Les yeux de la jeune fille s'écarquillèrent. Mais que racontait-il ?
– Même si tu ne sembles pas vraiment t'en rendre compte, ou je me trompe peut-être, continua-t-il, même si son ton assuré laissait peu de place à cette seconde option.
A moins que ce ne fût que l'imagination de la jeune fille.
– Qu-Qu'est-ce qui te fait penser ça ? bégaya-t-elle avant de secouer la tête. Naruto est mon ami ! Juste mon ami !
– En es-tu réellement sûre ? Vous semblez très proches tous les deux.
– Je… bien sûr que nous le sommes, mais ça ne veut pas dire pour autant –
– Yamato le pensait aussi, tu sais. Je crois qu'il te l'a déjà dit, d'ailleurs, ou qu'il a voulu te le dire. Il le pense toujours, et moi aussi. Vous deux… c'est normal que tu te sois autant rapprochée de lui au détriment de Sasuke : lui était là lorsque tu en avais besoin – sans compter ces deux ans où il est parti – et pas l'Uchiha. Et puis, tu n'étais qu'une gamine à l'époque ; c'est normal de voir ses sentiments changer, il n'y a aucune honte à avoir à cet égard.
– Je l'aime toujours ! protesta-t-elle violemment, quoique perturbée par ses propos.
L'évocation de Yamato avait remonté un certain souvenir à son esprit, qu'elle ne put ignorer. La première fois qu'il avait failli le dire, c'était près du pont Tenshi, le jour du rendez-vous avec l'espion de Sasori qui s'était révélé être Kabuto. Sa suggestion l'avait fortement ébranlée à ce moment-là mais elle avait cessé d'y penser par la suite. Ou peut-être avait-elle refusé d'y apporter un quelconque crédit.
Sai pencha légèrement la tête en continuant de la fixer. Son regard intense la rendit mal à l'aise plus que de raison.
– C'est peut-être vrai, concéda-t-il finalement, le visage neutre. Mais je continue d'affirmer que, même si c'est le cas et que tu nourris toujours des sentiments pour Sasuke, tu en as également pour Naruto. Et il t'aime toujours, et tu le sais.
– Bien sûr que oui ! Mais –
– Mais il a l'esprit tellement tourné vers le passé qu'il est inconcevable pour lui que les choses aient changé entre temps, raison pour laquelle il te jette dans les bras de son ami, d'une certaine façon, reprit-il, la réduisant ainsi au silence. Parce que, pour lui, c'est « dans l'ordre des choses ». Il refuse d'admettre qu'il puisse en être autrement. Comme c'est le cas pour tous les autres, non ? Beaucoup pensent que tu es déjà en couple avec Sasuke, ou s'aveuglent tant avec cette idée fixe sur tes sentiments pour lui que, pour eux, c'est inéluctable. Sans réfléchir à la possibilité qu'il puisse en être autrement aujourd'hui.
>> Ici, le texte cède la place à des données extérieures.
//! Server configuration, read from the environment at startup.

use std::env;
use std::path::PathBuf;
use thiserror::Error;

#[derive(Error, Debug, PartialEq, Eq)]
pub enum ConfigError {
    #[error("{name} must be a number, got {value:?}")]
    InvalidNumber { name: &'static str, value: String },

    #[error("WORKERS must be at least 1")]
    NoWorkers,
}

#[derive(Debug, Clone, PartialEq, Eq)]
pub struct AppConfig {
    pub host: String,
    pub port: u16,
    pub db_path: PathBuf,
    /// HTTP worker threads; one keeps submissions strictly sequential
    pub workers: usize,
}

impl Default for AppConfig {
    fn default() -> Self {
        Self {
            host: "127.0.0.1".to_string(),
            port: 8080,
            db_path: PathBuf::from("career_guidance.db"),
            workers: 1,
        }
    }
}

impl AppConfig {
    pub fn from_env() -> Result<Self, ConfigError> {
        Self::from_lookup(|name| env::var(name).ok())
    }

    fn from_lookup<F>(lookup: F) -> Result<Self, ConfigError>
    where
        F: Fn(&str) -> Option<String>,
    {
        let defaults = Self::default();

        let port = match lookup("PORT") {
            Some(value) => parse_number("PORT", value)?,
            None => defaults.port,
        };
        let workers = match lookup("WORKERS") {
            Some(value) => parse_number("WORKERS", value)?,
            None => defaults.workers,
        };
        if workers == 0 {
            return Err(ConfigError::NoWorkers);
        }

        Ok(Self {
            host: lookup("HOST").unwrap_or(defaults.host),
            port,
            db_path: lookup("CAREER_DB_PATH").map(PathBuf::from).unwrap_or(defaults.db_path),
            workers,
        })
    }
}

fn parse_number<T: std::str::FromStr>(name: &'static str, value: String) -> Result<T, ConfigError> {
    value
        .trim()
        .parse()
        .map_err(|_| ConfigError::InvalidNumber { name, value })
}

#[cfg(test)]
mod tests {
    use super::*;
    use std::collections::HashMap;

    fn config_from(vars: &[(&str, &str)]) -> Result<AppConfig, ConfigError> {
        let vars: HashMap<String, String> = vars
            .iter()
            .map(|(k, v)| (k.to_string(), v.to_string()))
            .collect();
        AppConfig::from_lookup(|name| vars.get(name).cloned())
    }

    #[test]
    fn test_defaults() {
        assert_eq!(config_from(&[]).unwrap(), AppConfig::default());
    }

    #[test]
    fn test_overrides() {
        let config = config_from(&[
            ("HOST", "0.0.0.0"),
            ("PORT", "9000"),
            ("CAREER_DB_PATH", "/tmp/guidance.db"),
            ("WORKERS", "2"),
        ])
        .unwrap();
        assert_eq!(config.host, "0.0.0.0");
        assert_eq!(config.port, 9000);
        assert_eq!(config.db_path, PathBuf::from("/tmp/guidance.db"));
        assert_eq!(config.workers, 2);
    }

    #[test]
    fn test_invalid_values() {
        assert_eq!(
            config_from(&[("PORT", "eighty")]),
            Err(ConfigError::InvalidNumber { name: "PORT", value: "eighty".to_string() })
        );
        assert_eq!(config_from(&[("WORKERS", "0")]), Err(ConfigError::NoWorkers));
    }
}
Elle baissa la tête, songeuse, sans rien rétorquer. Ces propos lui rappelaient le jour où elle avait dit à Naruto qu'elle l'aimait, et la tirade qu'il avait alors prononcée. Celle où il lui avait dit clairement qu'il ne la croyait pas, que ce ne pouvait être le cas. Parce qu'elle aimait Sasuke. Sauf qu'en réalité, il ne s'était jamais posé la question de savoir si ses sentiments pour lui avaient évolué depuis, et elle-même n'en avait pas vraiment parlé – voire pas du tout, d'ailleurs ? Mais elle-même ne l'avait pas fait non plus ; ils étaient tous deux partis du principe que rien n'avait changé de ce point de vue-là.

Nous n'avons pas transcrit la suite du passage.